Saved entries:
──────
//! Admission: the gate chain and the state it reads and writes

pub mod aggregation;
pub mod burst;
pub mod dedup;
pub mod event;
pub mod gates;
pub mod quiet_hours;
pub mod quota;
pub mod store;
pub mod token_bucket;

pub use event::{Event, OccurrenceCounter};
pub use gates::{Gate, GateChain, GateContext, GateVerdict};
pub use quiet_hours::QuietHours;
pub use quota::{PeriodUsage, QuotaCounters, QuotaPeriod};
pub use store::{AdmissionStore, GlobalState, TypeState};
pub use token_bucket::{BucketSnapshot, TokenBucket};
//! Hourly, daily and weekly quota counters
//!
//! Periods are aligned to local wall time: the top of the hour, local
//! midnight and Monday 00:00. A counter resets exactly once when the clock
//! crosses into a later period. Counters are never adjusted backwards, so a
//! wall clock that steps back does not reopen a spent period.

use chime_common::config::QuotaConfig;
use chrono::{Datelike, Duration as ChronoDuration, NaiveDateTime, NaiveTime, Timelike};
use serde::{Deserialize, Serialize};

/// Quota accounting period
#[derive(Debug, Clone, Copy, PartialEq, Eq, Hash, Serialize, Deserialize)]
#[serde(rename_all = "lowercase")]
pub enum QuotaPeriod {
    Hourly,
    Daily,
    Weekly,
}

impl QuotaPeriod {
    pub const ALL: [QuotaPeriod; 3] = [QuotaPeriod::Hourly, QuotaPeriod::Daily, QuotaPeriod::Weekly];

    /// Start of the period containing `wall`
    pub fn period_start(self, wall: NaiveDateTime) -> NaiveDateTime {
        match self {
            QuotaPeriod::Hourly => wall
                .date()
                .and_hms_opt(wall.hour(), 0, 0)
                .unwrap_or(wall),
            QuotaPeriod::Daily => wall.date().and_time(NaiveTime::default()),
            QuotaPeriod::Weekly => {
                let back = i64::from(wall.weekday().num_days_from_monday());
                (wall.date() - ChronoDuration::days(back)).and_time(NaiveTime::default())
            }
        }
    }

    pub fn as_str(self) -> &'static str {
        match self {
            QuotaPeriod::Hourly => "hourly",
            QuotaPeriod::Daily => "daily",
            QuotaPeriod::Weekly => "weekly",
        }
    }

    pub fn parse(s: &str) -> Option<Self> {
        match s {
            "hourly" => Some(QuotaPeriod::Hourly),
            "daily" => Some(QuotaPeriod::Daily),
            "weekly" => Some(QuotaPeriod::Weekly),
            _ => None,
        }
    }

    fn limit(self, config: &QuotaConfig) -> Option<u32> {
        match self {
            QuotaPeriod::Hourly => config.hourly,
            QuotaPeriod::Daily => config.daily,
            QuotaPeriod::Weekly => config.weekly,
        }
    }
}

#[derive(Debug, Clone, Copy, PartialEq, Eq)]
struct PeriodCounter {
    period_start: NaiveDateTime,
    used: u32,
}

/// Consumed counts for one scope (an event type or the global scope)
#[derive(Debug, Clone)]
pub struct QuotaCounters {
    hourly: PeriodCounter,
    daily: PeriodCounter,
    weekly: PeriodCounter,
}

/// Usage of one period for status reporting and persistence
#[derive(Debug, Clone, Copy, PartialEq, Eq, Serialize)]
pub struct PeriodUsage {
    pub period: QuotaPeriod,
    pub period_start: NaiveDateTime,
    pub used: u32,
    pub limit: Option<u32>,
}

impl QuotaCounters {
    pub fn new(wall: NaiveDateTime) -> Self {
        let counter = |p: QuotaPeriod| PeriodCounter {
            period_start: p.period_start(wall),
            used: 0,
        };
        Self {
            hourly: counter(QuotaPeriod::Hourly),
            daily: counter(QuotaPeriod::Daily),
            weekly: counter(QuotaPeriod::Weekly),
        }
    }

    fn counter_mut(&mut self, period: QuotaPeriod) -> &mut PeriodCounter {
        match period {
            QuotaPeriod::Hourly => &mut self.hourly,
            QuotaPeriod::Daily => &mut self.daily,
            QuotaPeriod::Weekly => &mut self.weekly,
        }
    }

    fn counter(&self, period: QuotaPeriod) -> &PeriodCounter {
        match period {
            QuotaPeriod::Hourly => &self.hourly,
            QuotaPeriod::Daily => &self.daily,
            QuotaPeriod::Weekly => &self.weekly,
        }
    }

    /// Reset every counter whose period boundary has been crossed
    pub fn roll(&mut self, wall: NaiveDateTime) {
        for period in QuotaPeriod::ALL {
            let start = period.period_start(wall);
            let counter = self.counter_mut(period);
            if start > counter.period_start {
                counter.period_start = start;
                counter.used = 0;
            }
        }
    }

    /// First period whose cap is already met, if any
    pub fn exhausted(&mut self, config: &QuotaConfig, wall: NaiveDateTime) -> Option<QuotaPeriod> {
        if config.is_unlimited() {
            return None;
        }
        self.roll(wall);
        QuotaPeriod::ALL.into_iter().find(|period| {
            period
                .limit(config)
                .is_some_and(|limit| self.counter(*period).used >= limit)
        })
    }

    /// Charge one admission against every period
    pub fn consume(&mut self, wall: NaiveDateTime) {
        self.roll(wall);
        for period in QuotaPeriod::ALL {
            let counter = self.counter_mut(period);
            counter.used = counter.used.saturating_add(1);
        }
    }

    pub fn used(&self, period: QuotaPeriod) -> u32 {
        self.counter(period).used
    }

    /// Load a persisted count
    ///
    /// A count recorded for an earlier period than the current one is stale
    /// and ignored; the boundary has already been crossed.
    pub fn restore(&mut self, period: QuotaPeriod, period_start: NaiveDateTime, used: u32) {
        let counter = self.counter_mut(period);
        if period_start == counter.period_start {
            counter.used = counter.used.max(used);
        } else if period_start > counter.period_start {
            counter.period_start = period_start;
            counter.used = used;
        }
    }

    pub fn usage(&self, config: &QuotaConfig) -> Vec<PeriodUsage> {
        QuotaPeriod::ALL
            .into_iter()
            .map(|period| {
                let counter = self.counter(period);
                PeriodUsage {
                    period,
                    period_start: counter.period_start,
                    used: counter.used,
                    limit: period.limit(config),
                }
            })
            .collect()
    }
}
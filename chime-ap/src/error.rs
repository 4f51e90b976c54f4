//! Error types for chime-ap
//!
//! Gate decisions are not errors; they travel as values. These variants
//! cover configuration, persistence, sound resolution and playback.

use thiserror::Error;

/// Main error type for chime-ap
#[derive(Error, Debug)]
pub enum Error {
    /// Configuration loading or validation errors
    #[error("Configuration error: {0}")]
    Config(String),

    /// Database connection or query errors
    #[error("Database error: {0}")]
    Database(#[from] sqlx::Error),

    /// HTTP server or client errors
    #[error("HTTP error: {0}")]
    Http(String),

    /// Sound reference could not be resolved to something playable
    #[error("Sound resolution error: {0}")]
    Resolve(String),

    /// External player failed
    #[error("Playback error: {0}")]
    Playback(String),

    /// Queue management errors
    #[error("Queue error: {0}")]
    Queue(String),

    /// File I/O errors
    #[error("File I/O error: {0}")]
    Io(#[from] std::io::Error),

    /// Errors from the shared library
    #[error(transparent)]
    Common(#[from] chime_common::Error),

    /// Other errors
    #[error("Internal error: {0}")]
    Internal(String),
}

impl From<reqwest::Error> for Error {
    fn from(err: reqwest::Error) -> Self {
        Error::Http(err.to_string())
    }
}

/// Convenience Result type using chime-ap Error
pub type Result<T> = std::result::Result<T, Error>;
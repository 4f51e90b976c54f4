//! Sound resolution and playback collaborators
//!
//! The dispatcher only knows these two traits. [`FileResolver`] and
//! [`CommandPlayer`] are the production implementations; tests substitute
//! recording fakes.

use crate::error::{Error, Result};
use async_trait::async_trait;
use chime_common::config::PlayerConfig;
use std::path::{Path, PathBuf};
use std::process::Stdio;
use tokio::process::Command;
use tracing::debug;

/// Extensions tried, in order, for `bundled:` sounds
pub const BUNDLED_EXTENSIONS: [&str; 6] = ["wav", "ogg", "oga", "mp3", "aiff", "flac"];

/// Maps a sound id to a playable file
pub trait SoundResolver: Send + Sync {
    fn resolve(&self, sound_id: &str) -> Result<PathBuf>;
}

/// Plays one resolved sound to completion
#[async_trait]
pub trait PlaybackExecutor: Send + Sync {
    async fn play(&self, sound: &Path, volume: f32) -> Result<()>;
}

/// Resolves `bundled:<name>`, `file:<path>` and plain paths
#[derive(Debug, Clone)]
pub struct FileResolver {
    sounds_dir: PathBuf,
}

impl FileResolver {
    pub fn new(sounds_dir: impl Into<PathBuf>) -> Self {
        Self {
            sounds_dir: sounds_dir.into(),
        }
    }

    pub fn from_config(config: &PlayerConfig) -> Self {
        Self::new(config.resolved_sounds_dir())
    }

    fn bundled(&self, name: &str) -> Result<PathBuf> {
        if name.is_empty() || name.contains(['/', '\\']) || name.starts_with('.') {
            return Err(Error::Resolve(format!("invalid bundled sound name '{}'", name)));
        }
        BUNDLED_EXTENSIONS
            .iter()
            .map(|ext| self.sounds_dir.join(format!("{}.{}", name, ext)))
            .find(|candidate| candidate.is_file())
            .ok_or_else(|| {
                Error::Resolve(format!(
                    "bundled sound '{}' not found in {}",
                    name,
                    self.sounds_dir.display()
                ))
            })
    }
}

impl SoundResolver for FileResolver {
    fn resolve(&self, sound_id: &str) -> Result<PathBuf> {
        if let Some(name) = sound_id.strip_prefix("bundled:") {
            return self.bundled(name);
        }
        let path = PathBuf::from(sound_id.strip_prefix("file:").unwrap_or(sound_id));
        if path.is_file() {
            Ok(path)
        } else {
            Err(Error::Resolve(format!("sound file not found: {}", path.display())))
        }
    }
}

/// Runs an external player program once per sound
///
/// `{path}` and `{volume}` in the argument list are substituted. The
/// volume is passed as a 0.00-1.00 decimal.
#[derive(Debug, Clone)]
pub struct CommandPlayer {
    command: String,
    args: Vec<String>,
    kill_on_drop: bool,
}

impl CommandPlayer {
    pub fn from_config(config: &PlayerConfig) -> Self {
        Self {
            command: config.command.clone(),
            args: config.args.clone(),
            kill_on_drop: config.kill_on_timeout,
        }
    }

    fn render_args(&self, sound: &Path, volume: f32) -> Vec<String> {
        let path = sound.to_string_lossy();
        let volume = format!("{:.2}", volume);
        self.args
            .iter()
            .map(|arg| arg.replace("{path}", &path).replace("{volume}", &volume))
            .collect()
    }
}

#[async_trait]
impl PlaybackExecutor for CommandPlayer {
    async fn play(&self, sound: &Path, volume: f32) -> Result<()> {
        let args = self.render_args(sound, volume);
        debug!(command = %self.command, ?args, "Spawning player");

        // With kill_on_drop, abandoning this future (timeout or interrupt)
        // kills the child; otherwise it runs to completion detached.
        let output = Command::new(&self.command)
            .args(&args)
            .stdin(Stdio::null())
            .stdout(Stdio::null())
            .stderr(Stdio::piped())
            .kill_on_drop(self.kill_on_drop)
            .output()
            .await
            .map_err(|e| Error::Playback(format!("failed to start '{}': {}", self.command, e)))?;

        if output.status.success() {
            Ok(())
        } else {
            let stderr = String::from_utf8_lossy(&output.stderr);
            Err(Error::Playback(format!(
                "'{}' exited with {}: {}",
                self.command,
                output.status,
                stderr.trim()
            )))
        }
    }
}

#[cfg(test)]
mod tests {
    use super::*;
    use tempfile::TempDir;

    #[test]
    fn test_bundled_resolution_prefers_wav() {
        let dir = TempDir::new().unwrap();
        std::fs::write(dir.path().join("stop.ogg"), b"").unwrap();
        std::fs::write(dir.path().join("stop.wav"), b"").unwrap();

        let resolver = FileResolver::new(dir.path());
        assert_eq!(resolver.resolve("bundled:stop").unwrap(), dir.path().join("stop.wav"));
    }

    #[test]
    fn test_bundled_missing() {
        let dir = TempDir::new().unwrap();
        let resolver = FileResolver::new(dir.path());
        assert!(matches!(resolver.resolve("bundled:nope"), Err(Error::Resolve(_))));
    }

    #[test]
    fn test_bundled_rejects_traversal() {
        let dir = TempDir::new().unwrap();
        let resolver = FileResolver::new(dir.path());
        assert!(resolver.resolve("bundled:../etc/passwd").is_err());
        assert!(resolver.resolve("bundled:").is_err());
    }

    #[test]
    fn test_file_and_plain_paths() {
        let dir = TempDir::new().unwrap();
        let sound = dir.path().join("ding.mp3");
        std::fs::write(&sound, b"").unwrap();
        let resolver = FileResolver::new(dir.path());

        let prefixed = format!("file:{}", sound.display());
        assert_eq!(resolver.resolve(&prefixed).unwrap(), sound);
        assert_eq!(resolver.resolve(&sound.to_string_lossy()).unwrap(), sound);
        assert!(resolver.resolve("file:/definitely/not/here.wav").is_err());
    }

    #[test]
    fn test_argument_substitution() {
        let player = CommandPlayer {
            command: "afplay".to_string(),
            args: vec!["-v".into(), "{volume}".into(), "{path}".into()],
            kill_on_drop: false,
        };
        assert_eq!(
            player.render_args(Path::new("/tmp/a.wav"), 0.5),
            vec!["-v", "0.50", "/tmp/a.wav"]
        );
    }

    #[cfg(unix)]
    #[tokio::test]
    async fn test_command_exit_status() {
        let ok = CommandPlayer {
            command: "true".to_string(),
            args: vec![],
            kill_on_drop: false,
        };
        assert!(ok.play(Path::new("/dev/null"), 1.0).await.is_ok());

        let failing = CommandPlayer {
            command: "false".to_string(),
            args: vec![],
            kill_on_drop: false,
        };
        assert!(matches!(
            failing.play(Path::new("/dev/null"), 1.0).await,
            Err(Error::Playback(_))
        ));
    }

    #[tokio::test]
    async fn test_missing_program() {
        let player = CommandPlayer {
            command: "chime-no-such-player-binary".to_string(),
            args: vec![],
            kill_on_drop: false,
        };
        assert!(matches!(
            player.play(Path::new("x.wav"), 1.0).await,
            Err(Error::Playback(_))
        ));
    }
}
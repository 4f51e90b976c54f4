//! Quiet hours schedule
//!
//! Windows are half-open `[start, end)` in local time. A window whose end
//! is not after its start wraps over midnight, so `22:00-07:00` covers
//! 23:30 and 06:59 but not 07:00.

use chime_common::config::QuietHoursConfig;
use chrono::{NaiveDateTime, NaiveTime};

use crate::error::Result;

#[derive(Debug, Clone, Default)]
pub struct QuietHours {
    windows: Vec<(NaiveTime, NaiveTime)>,
    critical_override: bool,
}

impl QuietHours {
    pub fn from_config(config: &QuietHoursConfig) -> Result<Self> {
        let windows = config
            .windows
            .iter()
            .map(|w| w.parse())
            .collect::<chime_common::Result<Vec<_>>>()?;
        Ok(Self {
            windows,
            critical_override: config.critical_override,
        })
    }

    /// Whether `wall` falls inside any window
    pub fn is_active(&self, wall: NaiveDateTime) -> bool {
        let t = wall.time();
        self.windows.iter().any(|&(start, end)| {
            if start < end {
                t >= start && t < end
            } else {
                t >= start || t < end
            }
        })
    }

    pub fn critical_override(&self) -> bool {
        self.critical_override
    }
}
──────
_Work to complete_
Set down exactly the lines that begin the records and continue through the line bearing "Quota accounting period"; include both ends.

_Reply to the task_
//! Admission: the gate chain and the state it reads and writes

pub mod aggregation;
pub mod burst;
pub mod dedup;
pub mod event;
pub mod gates;
pub mod quiet_hours;
pub mod quota;
pub mod store;
pub mod token_bucket;

pub use event::{Event, OccurrenceCounter};
pub use gates::{Gate, GateChain, GateContext, GateVerdict};
pub use quiet_hours::QuietHours;
pub use quota::{PeriodUsage, QuotaCounters, QuotaPeriod};
pub use store::{AdmissionStore, GlobalState, TypeState};
pub use token_bucket::{BucketSnapshot, TokenBucket};
//! Hourly, daily and weekly quota counters
//!
//! Periods are aligned to local wall time: the top of the hour, local
//! midnight and Monday 00:00. A counter resets exactly once when the clock
//! crosses into a later period. Counters are never adjusted backwards, so a
//! wall clock that steps back does not reopen a spent period.

use chime_common::config::QuotaConfig;
use chrono::{Datelike, Duration as ChronoDuration, NaiveDateTime, NaiveTime, Timelike};
use serde::{Deserialize, Serialize};

/// Quota accounting period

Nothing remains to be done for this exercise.